The structure of the XML would be
<root>
<Customer>
<Cust_id>101</Cust_id>
<Cust_fname>"George"</Custf_name>
<Cust_lname>"Spencer"</Cust_lname>
<Cust_address>"Some Address"</Cust_address>
<Cust_dob>
<day>2</day>
<month>10</month>
<year>1963</year>
</Cust_dob>
<Cust_Spends>
<cust_currency>"USD"</cust_currency>
<cust_spendamount>1000</cust_spendamount>
</Cust_Spends>
<Customer>
</root>
The table structure is
Cust_id
Cust_fname
Cust_lname
Cust_address
Cust_dob
cust_currency
cust_spendamount
I know that the XML is not in the format which it ideally should be in for me to use open XML
EG:
INSERT CUSTOMERS
SELECT *
FROM OPENXML(@hDoc, N'/ROOT/Customer',2)
WITH CUSTOMERS
The Problem is that the app is designed to return that XML in the XML format specified, and I need to insert it in the table. Additionally, I need to know about the transaction support provided, if any, and if I have 10000 customer records along with some records which have to be inserted into another related table, can I do it as a batch job.

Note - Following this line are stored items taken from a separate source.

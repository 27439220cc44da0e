//! `observe-drivers-oplog` metrics sink, following `sync::metrics`'s
//! convention: a public, high-level function per logged event, all metric
//! names/labels kept as constants in this module.

use std::time::Duration;

use ::metrics::{
    log_counter,
    log_distribution,
    log_distribution_with_labels,
    register_convex_counter,
    register_convex_histogram,
    MetricLabel,
    StatusTimer,
};

register_convex_histogram!(
    OPLOG_DRIVER_TIME_SPENT_IN_PHASE_SECONDS,
    "Time spent in a given observe-driver phase before transitioning out of it",
    &["phase"]
);
pub fn log_phase_duration(phase: &'static str, elapsed: Duration) {
    log_distribution_with_labels(
        &OPLOG_DRIVER_TIME_SPENT_IN_PHASE_SECONDS,
        elapsed.as_secs_f64(),
        vec![MetricLabel::new("phase", phase)],
    );
}

register_convex_counter!(
    OPLOG_DRIVER_FETCH_BATCH_TOTAL,
    "Number of fetch batches issued by the fetch loop"
);
pub fn log_fetch_batch_issued() {
    log_counter(&OPLOG_DRIVER_FETCH_BATCH_TOTAL, 1);
}

register_convex_histogram!(
    OPLOG_DRIVER_FETCH_BATCH_SIZE,
    "Number of ids in a single fetch batch"
);
pub fn log_fetch_batch_size(size: usize) {
    log_distribution(&OPLOG_DRIVER_FETCH_BATCH_SIZE, size as f64);
}

register_convex_counter!(
    OPLOG_DRIVER_REQUERY_TOTAL,
    "Number of full requeries triggered (collection drop, buffer emptying, failover)"
);
pub fn log_requery_triggered() {
    log_counter(&OPLOG_DRIVER_REQUERY_TOTAL, 1);
}

register_convex_counter!(
    OPLOG_DRIVER_DROPPED_FROM_CACHE_TOTAL,
    "Number of matching documents evicted from the buffer and dropped from cache entirely"
);
pub fn log_dropped_from_cache() {
    log_counter(&OPLOG_DRIVER_DROPPED_FROM_CACHE_TOTAL, 1);
}

register_convex_counter!(
    OPLOG_DRIVER_WRITE_FENCE_COMMIT_TOTAL,
    "Number of write-fence tokens committed"
);
pub fn log_write_fence_committed() {
    log_counter(&OPLOG_DRIVER_WRITE_FENCE_COMMIT_TOTAL, 1);
}

register_convex_counter!(
    OPLOG_DRIVER_FETCHING_TIMEOUT_TOTAL,
    "Number of fetch batches abandoned because OPLOG_DRIVER_FETCHING_TIMEOUT_MS elapsed before they drained"
);
pub fn log_fetching_timeout() {
    log_counter(&OPLOG_DRIVER_FETCHING_TIMEOUT_TOTAL, 1);
}

register_convex_histogram!(
    OPLOG_DRIVER_FETCH_LOOP_SECONDS,
    "Time spent inside a single fetch-loop batch round-trip",
    &::metrics::STATUS_LABEL
);
pub fn fetch_batch_timer() -> StatusTimer {
    StatusTimer::new(&OPLOG_DRIVER_FETCH_LOOP_SECONDS)
}
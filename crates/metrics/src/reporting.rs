use prometheus::{
    core::Collector,
    Gauge,
    GaugeVec,
    IntCounter,
    IntCounterVec,
    VMHistogram,
    VMHistogramVec,
};

use crate::{
    labels::{
        Labels,
        MetricLabel,
    },
    log_invalid_metric,
};

pub fn log_counter(prometheus_counter: &IntCounter, increment: u64) {
    prometheus_counter.inc_by(increment);
}

pub fn log_counter_with_labels(
    prometheus_counter: &IntCounterVec,
    increment: u64,
    labels: Labels<'_>,
) {
    match prometheus_counter.get_metric_with(
        &labels
            .iter()
            .map(MetricLabel::split_key_value)
            .collect(),
    ) {
        Ok(metric) => metric.inc_by(increment),
        Err(e) => {
            log_invalid_metric(get_desc(prometheus_counter), e);
        },
    }
}

// TODO: Callers should be allowed to use an `IntGauge` or `Gauge` as needed.
pub fn log_gauge(prometheus_gauge: &Gauge, value: f64) {
    prometheus_gauge.set(value);
}

pub fn log_gauge_with_labels(prometheus_gauge: &GaugeVec, value: f64, labels: Labels<'_>) {
    match prometheus_gauge.get_metric_with(
        &labels
            .iter()
            .map(MetricLabel::split_key_value)
            .collect(),
    ) {
        Ok(metric) => metric.set(value),
        Err(e) => {
            log_invalid_metric(get_desc(prometheus_gauge), e);
        },
    }
}

pub fn log_distribution(prometheus_histogram: &VMHistogram, value: f64) {
    prometheus_histogram.observe(value);
}

pub fn log_distribution_with_labels(
    prometheus_histogram: &VMHistogramVec,
    value: f64,
    labels: Labels<'_>,
) {
    match prometheus_histogram.get_metric_with(
        &labels
            .iter()
            .map(MetricLabel::split_key_value)
            .collect(),
    ) {
        Ok(metric) => metric.observe(value),
        Err(e) => {
            log_invalid_metric(get_desc(prometheus_histogram), e);
        },
    }
}

pub fn get_desc<M: Collector>(metric: &M) -> String {
    let unknown = "unknown".to_string();
    metric
        .desc()
        .first()
        .map(|d| d.fq_name.clone())
        .unwrap_or(unknown)
}
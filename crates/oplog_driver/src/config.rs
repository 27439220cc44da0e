//! Driver tunables, in the style of `cmd_util::env::env_config`: every
//! knob has a hardcoded default and can be overridden by an environment
//! variable at process startup, so operators can adjust behavior without a
//! redeploy.

use std::time::Duration;

use cmd_util::env::env_config;

/// `spec.md` §9's open question (a): whether FETCHING needs a timeout that
/// forces a repoll. We resolve it by exposing the timeout as a tunable
/// rather than guessing a threshold; `None` (the default) disables it,
/// matching the spec's literal behavior of never repolling on a timer.
#[derive(Clone, Copy, Debug)]
pub struct ObserveDriverConfig {
    /// Maximum number of point fetches to have in flight at once within a
    /// single fetch-loop batch.
    pub fetch_concurrency: usize,
    /// If set, `FETCHING` held for longer than this without draining
    /// `need_to_fetch` triggers a forced repoll. Unset by default: the base
    /// specification doesn't prescribe a threshold.
    pub fetching_timeout: Option<Duration>,
    /// Multiplier applied to `limit` when running the initial/poll query,
    /// so the buffer starts warm. The spec fixes this at 2; exposed here so
    /// operators can trade memory for fewer early repolls.
    pub poll_query_limit_multiplier: usize,
}

impl ObserveDriverConfig {
    pub fn from_env() -> Self {
        let fetching_timeout_ms: u64 = env_config("OPLOG_DRIVER_FETCHING_TIMEOUT_MS", 0);
        Self {
            fetch_concurrency: env_config("OPLOG_DRIVER_FETCH_CONCURRENCY", 16),
            fetching_timeout: (fetching_timeout_ms > 0)
                .then(|| Duration::from_millis(fetching_timeout_ms)),
            poll_query_limit_multiplier: env_config("OPLOG_DRIVER_POLL_LIMIT_MULTIPLIER", 2),
        }
    }
}

impl Default for ObserveDriverConfig {
    fn default() -> Self {
        Self {
            fetch_concurrency: 16,
            fetching_timeout: None,
            poll_query_limit_multiplier: 2,
        }
    }
}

Any help would be appreciated.
June 15, 2006 at 3:56 am
What you just selected is XML
<Cust_id>101</Cust_id>
<Cust_fname>"George"</Custf_name>
<Cust_lname>"Spencer"</Cust_lname>
<Cust_address>"Some Address"</Cust_address>
<Cust_dob>
<day>2</day>
<month>10</month>
<year>1963</year>
</Cust_dob>
<Cust_Spends>
<cust_currency>"USD"</cust_currency>
<cust_spendamount>1000</cust_spendamount>
</Cust_Spends>
You will have to create a staging table, inserting CUSTID together with all attributes and afterwards, selecting from the staging table and insert into customers table.
stage table
-----------------------------
custid int
attributename varchar
attributevalue varchar
like
101 fname george
101 lname spencer
101 address some address
101 dobday 2
101 dobmonth 10
101 dobyear 1963
101 currency usd
101 spendamount 1000
and then select from insert table into customer table
insert customers
select custid,
max(case when attributename = 'fname' then fname else null end) fname,
max(case when attributename = 'lname' then fname else null end) lname,
max(case when attributename = 'address' then fname else null end) address
from stagetable
group by custid
N 56°04'39.16"
E 12°55'05.25"
June 15, 2006 at 4:40 am
Staging table? Peter - do you know we can just do this?
--data
declare @doc varchar(8000)
set @doc = '
<root>
<Customer>
<Cust_id>101</Cust_id>
<Cust_fname>"George"</Cust_fname>
<Cust_lname>"Spencer"</Cust_lname>
<Cust_address>"Some Address"</Cust_address>
<Cust_dob>
<day>2</day>
<month>10</month>
<year>1963</year>
</Cust_dob>
<Cust_Spends>
<cust_currency>"USD"</cust_currency>
<cust_spendamount>1000</cust_spendamount>
</Cust_Spends>
</Customer>
<Customer>
<Cust_id>102</Cust_id>
<Cust_fname>Fred</Cust_fname>
<Cust_lname>Bloggs</Cust_lname>
<Cust_address>Somewhere</Cust_address>
<Cust_dob>
<day>3</day>
<month>12</month>
<year>1974</year>
</Cust_dob>
<Cust_Spends>
<cust_currency>GBP</cust_currency>
<cust_spendamount>12345</cust_spendamount>
</Cust_Spends>
</Customer>
</root>'
--calculation
declare @CUSTOMERS table (
Cust_id int,
Cust_fname varchar(10),
Cust_lname varchar(10),
Cust_address varchar(30),
Cust_dob datetime,
cust_currency varchar(5),
cust_spendamount int)
declare @hDoc int
EXEC sp_xml_preparedocument @hdoc OUTPUT, @doc
INSERT @CUSTOMERS
select Cust_id, Cust_fname, Cust_lname, Cust_address,
dateadd(day, Cust_dob_day - 1, dateadd(month, (Cust_dob_year - 1900) * 12 + Cust_dob_month - 1, 0)),
cust_currency, cust_spendamount
from (
SELECT * FROM OPENXML(@hDoc, N'/root/Customer', 2)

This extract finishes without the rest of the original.